Material to process:
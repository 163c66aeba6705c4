//! Placement resolution: one total order from relative constraints.
//!
//! The order is grown outward from two fixed points. The partition placed
//! last pulls in the chain of partitions that sit immediately before it;
//! the anchor pulls in the chain immediately before it and the chain
//! immediately after it. Every relative partition must end up on one of
//! these three chains.

use std::collections::{BTreeMap, HashSet};

use tracing::{debug, info, warn};

use crate::error::{Direction, LayoutError, Result};
use crate::partition::{Partition, Placement};
use crate::span::PlacedTable;

/// Ordinary partitions from the lowest address to the highest.
#[derive(Debug, Clone, PartialEq, Eq)]
pub struct PlacementOrder {
    names: Vec<String>,
    anchor_index: usize,
}

impl PlacementOrder {
    pub fn names(&self) -> &[String] {
        &self.names
    }

    pub fn anchor_index(&self) -> usize {
        self.anchor_index
    }

    pub fn anchor(&self) -> &str {
        &self.names[self.anchor_index]
    }

    pub fn len(&self) -> usize {
        self.names.len()
    }

    pub fn is_empty(&self) -> bool {
        self.names.is_empty()
    }
}

/// Compute the total order of the ordinary partitions in `table`.
///
/// Fails if two partitions claim the same slot, or if a relatively placed
/// partition is left over once all chains have been followed. Partitions
/// without any placement are not part of the order.
pub fn resolve_order(table: &PlacedTable) -> Result<PlacementOrder> {
    check_claims(table)?;

    let mut order = vec![table.anchor().to_string()];

    let last = table
        .partitions()
        .find(|p| p.placement == Placement::Last)
        .map(|p| p.name.clone());
    if let Some(last) = last {
        order.push(last.clone());
        follow_chain(table, &mut order, &last, Direction::Before)?;
    }

    let anchor = table.anchor();
    follow_chain(table, &mut order, anchor, Direction::Before)?;
    follow_chain(table, &mut order, anchor, Direction::After)?;

    let placed: HashSet<&str> = order.iter().map(String::as_str).collect();
    if let Some(stray) = table
        .partitions()
        .find(|p| p.placement.is_relative() && !placed.contains(p.name.as_str()))
    {
        return Err(unreachable(stray));
    }

    for p in table.partitions() {
        if p.placement == Placement::Unplaced {
            warn!(partition = %p.name, "partition has no placement and is left out of the layout");
        }
    }

    let anchor_index = order
        .iter()
        .position(|n| n == anchor)
        .ok_or(LayoutError::MissingAnchor)?;
    info!(order = ?order, "resolved partition order");

    Ok(PlacementOrder {
        names: order,
        anchor_index,
    })
}

/// Reject any slot claimed by more than one partition, whether or not the
/// slot is reachable from a fixed point.
fn check_claims(table: &PlacedTable) -> Result<()> {
    let mut slots: BTreeMap<(&str, Direction), Vec<String>> = BTreeMap::new();
    for p in table.partitions() {
        if let Some((direction, targets)) = p.placement.chain() {
            if let Some(target) = targets.first() {
                slots
                    .entry((target.as_str(), direction))
                    .or_default()
                    .push(p.name.clone());
            }
        }
    }

    match slots.into_iter().find(|(_, claimants)| claimants.len() > 1) {
        Some(((slot, direction), mut claimants)) => {
            claimants.sort();
            Err(LayoutError::AmbiguousPlacement {
                slot: slot.to_string(),
                direction,
                claimants,
            })
        }
        None => Ok(()),
    }
}

/// Starting at `start`, repeatedly insert the partition that claims the
/// slot next to the cursor in `direction`, until nobody does.
fn follow_chain(
    table: &PlacedTable,
    order: &mut Vec<String>,
    start: &str,
    direction: Direction,
) -> Result<()> {
    let mut cursor = start.to_string();

    loop {
        let mut claimants: Vec<&Partition> = table
            .partitions()
            .filter(|p| p.placement.claims(direction) == Some(cursor.as_str()))
            .collect();

        let next = match claimants.len() {
            0 => return Ok(()),
            1 => claimants.remove(0),
            _ => {
                let mut names: Vec<String> = claimants.iter().map(|p| p.name.clone()).collect();
                names.sort();
                return Err(LayoutError::AmbiguousPlacement {
                    slot: cursor,
                    direction,
                    claimants: names,
                });
            }
        };

        // Each partition claims exactly one slot, so a chain can only come
        // back to itself through a cycle that never touches a fixed point.
        if order.contains(&next.name) {
            return Err(unreachable(next));
        }

        let at = order
            .iter()
            .position(|n| *n == cursor)
            .ok_or_else(|| unreachable(next))?;
        let at = match direction {
            Direction::Before => at,
            Direction::After => at + 1,
        };
        debug!(partition = %next.name, %direction, target = %cursor, "placed");
        order.insert(at, next.name.clone());
        cursor = next.name.clone();
    }
}

fn unreachable(partition: &Partition) -> LayoutError {
    let (direction, target) = match partition.placement.chain() {
        Some((direction, targets)) => (direction, targets.first().cloned().unwrap_or_default()),
        None => (Direction::Before, String::new()),
    };
    LayoutError::Unreachable {
        partition: partition.name.clone(),
        direction,
        target,
    }
}
//! CLI command implementations.

pub mod check;
pub mod generate;
pub mod show;
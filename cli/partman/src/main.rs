//! partman CLI: resolve a flash partition layout from per-image declarations.

mod commands;
mod input;

use std::path::PathBuf;
use std::process;

use clap::{Args, Parser, Subcommand};
use tracing_subscriber::EnvFilter;

use input::InputArgs;

#[derive(Parser)]
#[command(
    name = "partman",
    version,
    about = "Resolve relative partition placements into a flash layout"
)]
struct Cli {
    /// Log every placement and address decision
    #[arg(short, long, global = true)]
    verbose: bool,
    #[command(subcommand)]
    command: Commands,
}

#[derive(Subcommand)]
enum Commands {
    /// Resolve the layout and write override and pm_config headers
    Generate {
        #[command(flatten)]
        input: InputOpts,
        /// Override header file name, written next to each image's declarations
        #[arg(short = 'o', long = "override", default_value = "override.h")]
        override_name: String,
        /// Aggregate header file name, written next to each image's declarations
        #[arg(short = 'p', long = "pm-config-file-name", default_value = "pm_config.h")]
        pm_config: String,
        /// Path of the application's own override header
        #[arg(short = 'a', long)]
        app_override_file: PathBuf,
        /// Also write KEY=value layout files under this name
        #[arg(long)]
        kv_config: Option<String>,
        /// Flash driver name reported for every area
        #[arg(long, default_value = "NRF_FLASH_DRV_NAME")]
        flash_device: String,
    },
    /// Resolve the layout and print it
    Show {
        #[command(flatten)]
        input: InputOpts,
        /// Output format (text, json)
        #[arg(long, default_value = "text")]
        format: String,
    },
    /// Resolve the layout and report whether it is valid
    Check {
        #[command(flatten)]
        input: InputOpts,
    },
}

#[derive(Args)]
struct InputOpts {
    /// Partition declaration files (pm.toml), one per image
    #[arg(short, long = "input", num_args = 1.., required = true)]
    inputs: Vec<PathBuf>,
    /// Generated autoconf.h files; the first one gives the flash size
    #[arg(short, long = "configs", num_args = 1.., required = true)]
    configs: Vec<PathBuf>,
    /// Anchor partition added when no declaration marks one
    #[arg(long, default_value = "app")]
    anchor: String,
}

impl InputOpts {
    fn into_args(self, app_override_file: Option<PathBuf>) -> InputArgs {
        InputArgs {
            inputs: self.inputs,
            configs: self.configs,
            anchor: self.anchor,
            app_override_file,
        }
    }
}

fn main() {
    let cli = Cli::parse();
    init_tracing(cli.verbose);

    let result = run(cli);
    if let Err(e) = result {
        eprintln!("error: {e:#}");
        process::exit(1);
    }
}

/// Log to stderr, filtered by `PARTMAN_LOG`.
fn init_tracing(verbose: bool) {
    let default = if verbose { "debug" } else { "warn" };
    let filter = EnvFilter::try_from_env("PARTMAN_LOG").unwrap_or_else(|_| EnvFilter::new(default));
    tracing_subscriber::fmt()
        .with_env_filter(filter)
        .with_target(false)
        .with_writer(std::io::stderr)
        .compact()
        .init();
}

fn run(cli: Cli) -> anyhow::Result<()> {
    match cli.command {
        Commands::Generate {
            input,
            override_name,
            pm_config,
            app_override_file,
            kv_config,
            flash_device,
        } => commands::generate::run(
            &input.into_args(Some(app_override_file)),
            &commands::generate::Outputs {
                override_name,
                pm_config,
                kv_config,
                flash_device,
            },
        ),

        Commands::Show { input, format } => commands::show::run(&input.into_args(None), &format),

        Commands::Check { input } => commands::check::run(&input.into_args(None)),
    }
}
//! `partman generate`: write override and layout headers for every image.

use std::fs;
use std::path::{Path, PathBuf};

use anyhow::{Context, Result};
use partman_emit::{render_kv_config, render_override, render_pm_config, HeaderOptions};
use tracing::info;

use crate::input::{self, InputArgs};

/// Output file names and header settings.
#[derive(Debug, Clone)]
pub struct Outputs {
    pub override_name: String,
    pub pm_config: String,
    pub kv_config: Option<String>,
    pub flash_device: String,
}

pub fn run(args: &InputArgs, outputs: &Outputs) -> Result<()> {
    let loaded = input::resolve(args, &outputs.override_name)?;
    let layout = &loaded.resolution.layout;

    for image in &loaded.project.images {
        let Some(path) = &image.override_path else {
            continue;
        };
        let region = layout
            .get(&image.partition)
            .with_context(|| format!("image partition '{}' was not placed in flash", image.partition))?;
        write(path, &render_override(region))?;
    }

    let options = HeaderOptions {
        device: outputs.flash_device.clone(),
        ..HeaderOptions::default()
    };
    let pm_config = render_pm_config(layout, &outputs.pm_config, &options);
    let kv_config = outputs.kv_config.as_ref().map(|name| (name, render_kv_config(layout)));

    let mut dirs: Vec<&PathBuf> = Vec::new();
    for image in &loaded.project.images {
        if !dirs.contains(&&image.dir) {
            dirs.push(&image.dir);
        }
    }
    for dir in dirs {
        write(&dir.join(&outputs.pm_config), &pm_config)?;
        if let Some((name, text)) = &kv_config {
            write(&dir.join(name), text)?;
        }
    }

    println!(
        "Wrote layout of {} partition(s) for {} image(s)",
        layout.len(),
        loaded.project.images.len()
    );
    Ok(())
}

fn write(path: &Path, content: &str) -> Result<()> {
    if let Some(parent) = path.parent().filter(|p| !p.as_os_str().is_empty()) {
        fs::create_dir_all(parent).with_context(|| format!("failed to create {}", parent.display()))?;
    }
    fs::write(path, content).with_context(|| format!("failed to write {}", path.display()))?;
    info!(path = %path.display(), "wrote");
    Ok(())
}
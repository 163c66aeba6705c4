//! Span overlays: extraction before resolution and apportionment after it.
//!
//! A span covers the combined range of one or more placed partitions (for
//! example the primary and secondary image slots of a bootloader across
//! `spm` and `app`) and splits it into equal named subregions. Spans do not
//! take part in the tiling; their children overlap their parents.

use indexmap::IndexMap;
use serde::Serialize;
use tracing::{debug, warn};

use crate::error::{LayoutError, Result};
use crate::layout::{Layout, Region, RegionKind};
use crate::normalize::NormalizedTable;
use crate::partition::{DeclKind, Partition, SpanPartition};

/// The ordinary partitions left once spans are set aside.
#[derive(Debug, Clone, PartialEq, Eq)]
pub struct PlacedTable {
    pub(crate) anchor: String,
    pub(crate) partitions: IndexMap<String, Partition>,
}

impl PlacedTable {
    pub fn anchor(&self) -> &str {
        &self.anchor
    }

    pub fn get(&self, name: &str) -> Option<&Partition> {
        self.partitions.get(name)
    }

    pub fn partitions(&self) -> impl Iterator<Item = &Partition> {
        self.partitions.values()
    }
}

/// Split span declarations from ordinary partitions.
pub fn extract_spans(normalized: NormalizedTable) -> (PlacedTable, Vec<SpanPartition>) {
    let NormalizedTable { anchor, table } = normalized;
    let mut partitions = IndexMap::new();
    let mut spans = Vec::new();

    for (name, decl) in table.into_entries() {
        match decl.kind {
            DeclKind::Placed(placement) => {
                partitions.insert(
                    name.clone(),
                    Partition {
                        name,
                        size: decl.size,
                        placement,
                    },
                );
            }
            DeclKind::Span {
                parents,
                subregions,
            } => spans.push(SpanPartition {
                name,
                parents,
                subregions,
            }),
        }
    }

    (PlacedTable { anchor, partitions }, spans)
}

/// How one span was divided.
#[derive(Debug, Clone, PartialEq, Eq, Serialize)]
pub struct SpanAllocation {
    pub name: String,
    /// Address of the first parent present in the layout.
    pub base: u64,
    /// Combined size of all present parents.
    pub total: u64,
    /// Size of each generated child.
    pub child_size: u64,
    /// Bytes at the end of the span that no child covers.
    pub dropped_bytes: u64,
}

/// Lay out every span's children over its resolved parents.
///
/// Children are `total / subregions` bytes each, contiguous from the first
/// present parent's address. Present parents must follow each other
/// without gaps in the order they are listed. The remainder of that division is left
/// unallocated and reported in the returned [`SpanAllocation`].
pub fn apportion_spans(
    mut layout: Layout,
    spans: &[SpanPartition],
) -> Result<(Layout, Vec<SpanAllocation>)> {
    let mut allocations = Vec::with_capacity(spans.len());

    for span in spans {
        let allocation = divide(&layout, span)?;

        let mut address = allocation.base;
        for sub in &span.subregions {
            let region = Region {
                address,
                size: allocation.child_size,
                kind: RegionKind::SpanChild {
                    span: span.name.clone(),
                },
            };
            debug!(span = %span.name, subregion = %sub, address, size = region.size, "placed span child");
            layout
                .insert(span.child_name(sub), region)
                .map_err(|name| LayoutError::DuplicateName {
                    span: span.name.clone(),
                    name,
                })?;
            address += allocation.child_size;
        }

        if allocation.dropped_bytes > 0 {
            warn!(
                span = %span.name,
                dropped = allocation.dropped_bytes,
                "span size is not a multiple of its subregion count; trailing bytes are unallocated"
            );
        }
        allocations.push(allocation);
    }

    Ok((layout, allocations))
}

fn divide(layout: &Layout, span: &SpanPartition) -> Result<SpanAllocation> {
    if span.subregions.is_empty() {
        return Err(LayoutError::EmptySubregions {
            span: span.name.clone(),
        });
    }

    let mut base = None;
    let mut end = None;
    let mut total = 0u64;
    for parent in &span.parents {
        let Some(region) = layout.get(parent).filter(|r| r.is_ordinary()) else {
            continue;
        };
        if end.is_some_and(|end| end != region.address) {
            return Err(LayoutError::DisjointSpanParents {
                span: span.name.clone(),
                parent: parent.clone(),
            });
        }
        base.get_or_insert(region.address);
        end = Some(region.end());
        total += region.size;
    }

    let base = match base {
        Some(base) if total > 0 => base,
        _ => {
            return Err(LayoutError::NoCompatibleParent {
                span: span.name.clone(),
            })
        }
    };

    let count = span.subregions.len() as u64;
    Ok(SpanAllocation {
        name: span.name.clone(),
        base,
        total,
        child_size: total / count,
        dropped_bytes: total % count,
    })
}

Problem to solve: Extract each line holding the word "PathBuf" from the records.

Expected answer:
use std::path::PathBuf;
        app_override_file: PathBuf,
    inputs: Vec<PathBuf>,
    configs: Vec<PathBuf>,
    fn into_args(self, app_override_file: Option<PathBuf>) -> InputArgs {
use std::path::{Path, PathBuf};
    let mut dirs: Vec<&PathBuf> = Vec::new();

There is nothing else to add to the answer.